• [TRY IT]:
Would you copy the material below word for word, beginning with its first line and ending with the line that contains "sent to review)"?
:: INPUT FOR THIS TASK ::
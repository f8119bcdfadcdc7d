/*!
 * Progress and review reporting.
 *
 * The pipeline never talks to a UI or a job store directly. It hands
 * progress reports to a `ProgressSink` and translations needing a human
 * decision to a `ReviewSink`.
 */

use anyhow::{Context, Result};
use indicatif::{ProgressBar, ProgressStyle};
use log::{info, warn};
use parking_lot::Mutex;
use std::fs::{File, OpenOptions};
use std::io::Write;
use std::path::{Path, PathBuf};
use std::sync::Arc;
use tokio::sync::mpsc;

use crate::quality::ReviewRecord;

/// Progress after a batch
#[derive(Debug, Clone, Copy, PartialEq, Eq, Default)]
pub struct ProgressReport {
    /// Entries handled so far (translated, failed or sent to review)
    pub processed: usize,
    /// Entries pending at the start of the run
    pub total: usize,
    /// Entries that failed in the batch just reported
    pub recent_failures: usize,
}

impl ProgressReport {
    pub fn new(processed: usize, total: usize, recent_failures: usize) -> Self {
        Self {
            processed,
            total,
            recent_failures,
        }
    }

    /// Completion in percent (100 for an empty run)
    pub fn percent(&self) -> f32 {
        if self.total == 0 {
            100.0
        } else {
            self.processed as f32 * 100.0 / self.total as f32
        }
    }
}

/// Receives a report after every batch
pub trait ProgressSink: Send + Sync {
    fn report(&self, report: ProgressReport);

    /// Called once when the run ends
    fn finish(&self) {}
}

/// Receives translations that need human review
pub trait ReviewSink: Send + Sync {
    fn submit(&self, record: ReviewRecord) -> Result<()>;
}

/// Discards progress
#[derive(Debug, Default, Clone, Copy)]
pub struct NullProgressSink;

impl ProgressSink for NullProgressSink {
    fn report(&self, _report: ProgressReport) {}
}

/// Logs progress at info level
#[derive(Debug, Default, Clone, Copy)]
pub struct LogProgressSink;

impl ProgressSink for LogProgressSink {
    fn report(&self, report: ProgressReport) {
        if report.recent_failures > 0 {
            warn!(
                "Progress: {}/{} ({:.0}%), {} failed in last batch",
                report.processed,
                report.total,
                report.percent(),
                report.recent_failures
            );
        } else {
            info!("Progress: {}/{} ({:.0}%)", report.processed, report.total, report.percent());
        }
    }
}

/// Terminal progress bar
#[derive(Debug)]
pub struct ProgressBarSink {
    bar: ProgressBar,
}

impl ProgressBarSink {
    pub fn new() -> Self {
        let bar = ProgressBar::new(0);
        let style = ProgressStyle::default_bar()
            .template("{spinner:.green} [{elapsed_precise}] [{bar:40.cyan/blue}] {pos}/{len} entries ({percent}%) {msg} {eta}")
            .or_else(|_| ProgressStyle::default_bar().template("{spinner} [{elapsed_precise}] [{bar:40}] {pos}/{len} ({percent}%) {msg}"))
            .unwrap_or_else(|_| ProgressStyle::default_bar());
        bar.set_style(style.progress_chars("█▓▒░"));
        Self { bar }
    }
}

impl Default for ProgressBarSink {
    fn default() -> Self {
        Self::new()
    }
}

impl ProgressSink for ProgressBarSink {
    fn report(&self, report: ProgressReport) {
        self.bar.set_length(report.total as u64);
        self.bar.set_position(report.processed as u64);
        if report.recent_failures > 0 {
            self.bar.set_message(format!("{} failed", report.recent_failures));
        }
    }

    fn finish(&self) {
        self.bar.finish_and_clear();
    }
}

/// Forwards progress over a channel
#[derive(Debug, Clone)]
pub struct ChannelProgressSink {
    sender: mpsc::UnboundedSender<ProgressReport>,
}

impl ChannelProgressSink {
    /// Create the sink and the receiving end
    pub fn new() -> (Self, mpsc::UnboundedReceiver<ProgressReport>) {
        let (sender, receiver) = mpsc::unbounded_channel();
        (Self { sender }, receiver)
    }
}

impl ProgressSink for ChannelProgressSink {
    fn report(&self, report: ProgressReport) {
        // A dropped receiver only means nobody is listening
        let _ = self.sender.send(report);
    }
}

/// Appends review records to a JSON lines file
#[derive(Debug)]
pub struct JsonlReviewSink {
    path: PathBuf,
    file: Mutex<File>,
}

impl JsonlReviewSink {
    pub fn open(path: impl AsRef<Path>) -> Result<Self> {
        let path = path.as_ref().to_path_buf();
        if let Some(parent) = path.parent().filter(|p| !p.as_os_str().is_empty()) {
            std::fs::create_dir_all(parent)
                .with_context(|| format!("Failed to create directory: {}", parent.display()))?;
        }
        let file = OpenOptions::new()
            .create(true)
            .append(true)
            .open(&path)
            .with_context(|| format!("Failed to open review output: {}", path.display()))?;
        Ok(Self {
            path,
            file: Mutex::new(file),
        })
    }

    pub fn path(&self) -> &Path {
        &self.path
    }
}

impl ReviewSink for JsonlReviewSink {
    fn submit(&self, record: ReviewRecord) -> Result<()> {
        let mut line = serde_json::to_string(&record).context("Failed to encode review record")?;
        line.push('\n');

        let mut file = self.file.lock();
        file.write_all(line.as_bytes())
            .and_then(|_| file.flush())
            .with_context(|| format!("Failed to write review record to {}", self.path.display()))
    }
}

/// Keeps review records in memory
#[derive(Debug, Clone, Default)]
pub struct MemoryReviewSink {
    records: Arc<Mutex<Vec<ReviewRecord>>>,
}

impl MemoryReviewSink {
    pub fn new() -> Self {
        Self::default()
    }

    /// Records received so far
    pub fn records(&self) -> Vec<ReviewRecord> {
        self.records.lock().clone()
    }

    pub fn len(&self) -> usize {
        self.records.lock().len()
    }

    pub fn is_empty(&self) -> bool {
        self.records.lock().is_empty()
    }
}

impl ReviewSink for MemoryReviewSink {
    fn submit(&self, record: ReviewRecord) -> Result<()> {
        self.records.lock().push(record);
        Ok(())
    }
}

/// Logs review records as warnings
#[derive(Debug, Default, Clone, Copy)]
pub struct LogReviewSink;

impl ReviewSink for LogReviewSink {
    fn submit(&self, record: ReviewRecord) -> Result<()> {
        warn!(
            "Needs review [{:.2}] {:?} -> {:?}: {}",
            record.score,
            record.key,
            record.proposed,
            record.failing_checks.join("; ")
        );
        Ok(())
    }
}
// Ultralytics 🚀 AGPL-3.0 License - https://ultralytics.com/license

/// 视频处理流水线 (Video Processing Pipeline)
///
/// 三线程架构,通过两个有界队列通信:
/// - Reader:    视频读帧 (独立线程)      → 队列A
/// - Processor: 逐帧推理标注 (独立线程)  队列A → 队列B
/// - Display:   叠加状态/显示/按键 (调用者线程) ← 队列B
///
/// 所有线程只通过队列交换帧, 共享的只有播放状态 (PlaybackControl) 与倍速 (RateController)
pub mod control;
pub mod display;
pub mod processor;
pub mod queue;
pub mod rate;
pub mod reader;
pub mod runner;

use image::RgbaImage;

pub use control::{PlaybackControl, PlaybackState};
pub use display::{Command, DisplayEnd, DisplayReport};
pub use processor::{ProcessorEnd, ProcessorReport};
pub use queue::{BoundedQueue, Popped, PushOutcome, QueueConsumer, QueueProducer};
pub use rate::RateController;
pub use reader::{ReaderEnd, ReaderReport};
pub use runner::{Pipeline, RunSummary};

// ========== 队列消息类型定义 ==========

/// 视频帧 (视频源 → 推理线程 → 显示线程)
#[derive(Clone, Debug, PartialEq)]
pub struct Frame {
    pub index: u64, // 帧序号, 由视频源从0开始递增分配
    pub image: RgbaImage,
}

impl Frame {
    pub fn new(index: u64, image: RgbaImage) -> Self {
        Self { index, image }
    }

    pub fn width(&self) -> u32 {
        self.image.width()
    }

    pub fn height(&self) -> u32 {
        self.image.height()
    }

    /// 保持帧序号, 替换图像内容 (推理线程产出新帧时使用)
    pub fn with_image(&self, image: RgbaImage) -> Self {
        Self {
            index: self.index,
            image,
        }
    }
}

/// 队列元素: 数据帧或结束标记
#[derive(Debug, PartialEq)]
pub enum Packet<T> {
    Data(T),
    EndOfStream,
}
:::
• [EXERCISE ANSWER]:
repository f8119bcdfadcdc7d
/*!
 * Progress and review reporting.
 *
 * The pipeline never talks to a UI or a job store directly. It hands
 * progress reports to a `ProgressSink` and translations needing a human
 * decision to a `ReviewSink`.
 */

use anyhow::{Context, Result};
use indicatif::{ProgressBar, ProgressStyle};
use log::{info, warn};
use parking_lot::Mutex;
use std::fs::{File, OpenOptions};
use std::io::Write;
use std::path::{Path, PathBuf};
use std::sync::Arc;
use tokio::sync::mpsc;

use crate::quality::ReviewRecord;

/// Progress after a batch
#[derive(Debug, Clone, Copy, PartialEq, Eq, Default)]
pub struct ProgressReport {
    /// Entries handled so far (translated, failed or sent to review)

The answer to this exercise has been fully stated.